The above query returns no more than one sample for the specified log.

How can I combine these queries to pull samples from a set of logs that is returned by Query 1, and at the same time there should be no more than one sample per log?

Update:
Let's say a DB contains three logs:

  1. log_name_2021_09_01. The associated object_type to the log is ROCKET. The log contains 100k data samples: 90k of them have object.speed = 0.0, 10k of them have speed > 0.0.
  2. log_name_2021_09_02. The associated object_type to the log is CAR. The log also contains 100k samples with a similar proportion to log 1.
  3. log_name_2021_09_03. The associated object_type to the log is ROCKET. The log also contains 100k samples with a similar proportion to log 1.

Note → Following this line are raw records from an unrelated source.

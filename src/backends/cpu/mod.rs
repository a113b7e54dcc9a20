//! Host-memory backend.
//!
//! Kernels are interpreted: fetching a pipeline parses the function name and
//! its specialization constants into a kernel description, and dispatching
//! executes that description immediately against the bound buffers. Useful as
//! a reference implementation and for exercising the dispatch layer without a
//! device.

mod buffer;
mod compute_encoder;
mod context;
mod error;
mod interpreter;
mod pipeline;

pub use buffer::CpuBuffer;
pub use compute_encoder::CpuComputeEncoder;
pub use context::CpuContext;
pub use error::CpuError;
pub use pipeline::CpuPipelineState;

use super::common::Backend;

#[derive(Debug, Clone, Copy)]
pub struct Cpu;

impl Backend for Cpu {
    type ComputeEncoder = CpuComputeEncoder;
    type Context = CpuContext;
    type Error = CpuError;
    type NativeBuffer = CpuBuffer;
    type PipelineState = CpuPipelineState;
}
pub mod attention;

pub use attention::{AttnMaskParams, AttnParams, TWO_PASS_BLOCKS};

I'm only interested in logs with the object type ROCKET. Two logs correspond to this condition: log_name_2021_09_01 and log_name_2021_09_03. These log names can be obtained by query 1 depicted above. I'd like to pull only one sample point (with speed > 0) from each of the two logs. That is, in the end I'd like to have a query that returns two samples: one from log_name_2021_09_01 and one from log_name_2021_09_03.

Thorsten Kettner
  • 89,309
  • 7
  • 49
  • 73
vadbut
  • 39
  • 6
  • What DBMS are you using? Double quotes in SQL are for names, not for strings, so this should be `WHERE object_type = 'ROCKET'` instead. And if you want a unique list of log names then `select distinct name from runs where object_type = 'ROCKET'`. And you don't care which event you pick per log? It can be the same every time you run the query or be different every time; this doesn't matter? – Thorsten Kettner Oct 01 '21 at 17:25
  • 1) I use Dremel. The double quote is the correct syntax for my DB, please leave it aside. 2) What do you mean by distinct name logs? They are distinct by definition - query 1 is guaranteed to return a list of unique log names. 3) it doesn't matter which sample is picked in a log. I just need any sample corresponding to object.speed >0.0 condition – vadbut Oct 01 '21 at 17:41
  • Could you show sample of your desired result? – Bijan Ghasemi Oct 01 '21 at 18:02
  • I added an example to the original post. Hope it makes things clearer. – vadbut Oct 01 '21 at 18:13
  • Sorry, I cannot help here. I read that Dremel has an SQL like language. I know SQL, but I don't know the Dremel query language. I've added a `dremel` tag to your request, so others may jump in. As to distinct log names: you are using a `GROUP BY` query for this. In SQL you'd rather use `SELECT DISTINCT`. – Thorsten Kettner Oct 01 '21 at 21:00

1 Answers1

1

You question omits actual example data, so we're forced to infer much from your description. It is strongly recommended that your questions include sample data and the results you'd want from that sample data. This allows us both a concrete example to base our understanding on, and provides a test-set for us to use when developing an answer.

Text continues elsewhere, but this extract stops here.